▶ Aim of the exercise
Without changing anything, copy out each entry.

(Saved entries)
..............................

//! Frame Sequencer
//!
//! One fresh [`Grid`] per animation frame, angles taken from a
//! [`RotationPattern`], all filled from the same shared point batch.

use crate::grid::Grid;
use crate::pattern::RotationPattern;
use crate::{GridError, Result, Vec3};
use tracing::info;

#[derive(Debug, Clone, Copy, PartialEq)]
pub struct FrameSequencer {
    pub rows: usize,
    pub cols: usize,
    pub spacing_factor: f64,
    pub frames: usize,
}

impl FrameSequencer {
    pub fn new(rows: usize, cols: usize, spacing_factor: f64, frames: usize) -> Result<Self> {
        if frames == 0 {
            return Err(GridError::Configuration(
                "animation needs at least one frame".to_string(),
            ));
        }
        // Surface topology errors before any frame is built
        Grid::new(rows, cols, spacing_factor)?;
        Ok(Self {
            rows,
            cols,
            spacing_factor,
            frames,
        })
    }

    pub fn frame(&self, pattern: &dyn RotationPattern, points: &[Vec3], frame: usize) -> Result<Grid> {
        let mut grid = Grid::new(self.rows, self.cols, self.spacing_factor)?;
        grid.apply_pattern(pattern, frame);
        grid.set_vertices(points);
        Ok(grid)
    }

    pub fn build(&self, pattern: &dyn RotationPattern, points: &[Vec3]) -> Result<Vec<Grid>> {
        let grids = (0..self.frames)
            .map(|frame| self.frame(pattern, points, frame))
            .collect::<Result<Vec<_>>>()?;

        info!(
            "Built {} frames of {}x{} viewports ({} vertices each)",
            grids.len(),
            self.rows,
            self.cols,
            points.len()
        );

        Ok(grids)
    }
}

..............................

▶ Response to the task
//! Frame Sequencer
//!
//! One fresh [`Grid`] per animation frame, angles taken from a
//! [`RotationPattern`], all filled from the same shared point batch.

use crate::grid::Grid;
use crate::pattern::RotationPattern;
use crate::{GridError, Result, Vec3};
use tracing::info;

#[derive(Debug, Clone, Copy, PartialEq)]
pub struct FrameSequencer {
    pub rows: usize,
    pub cols: usize,
    pub spacing_factor: f64,
    pub frames: usize,
}

impl FrameSequencer {
    pub fn new(rows: usize, cols: usize, spacing_factor: f64, frames: usize) -> Result<Self> {
        if frames == 0 {
            return Err(GridError::Configuration(
                "animation needs at least one frame".to_string(),
            ));
        }
        // Surface topology errors before any frame is built
        Grid::new(rows, cols, spacing_factor)?;
        Ok(Self {
            rows,
            cols,
            spacing_factor,
            frames,
        })
    }

    pub fn frame(&self, pattern: &dyn RotationPattern, points: &[Vec3], frame: usize) -> Result<Grid> {
        let mut grid = Grid::new(self.rows, self.cols, self.spacing_factor)?;
        grid.apply_pattern(pattern, frame);
        grid.set_vertices(points);
        Ok(grid)
    }

    pub fn build(&self, pattern: &dyn RotationPattern, points: &[Vec3]) -> Result<Vec<Grid>> {
        let grids = (0..self.frames)
            .map(|frame| self.frame(pattern, points, frame))
            .collect::<Result<Vec<_>>>()?;

        info!(
            "Built {} frames of {}x{} viewports ({} vertices each)",
            grids.len(),
            self.rows,
            self.cols,
            points.len()
        );

        Ok(grids)
    }
}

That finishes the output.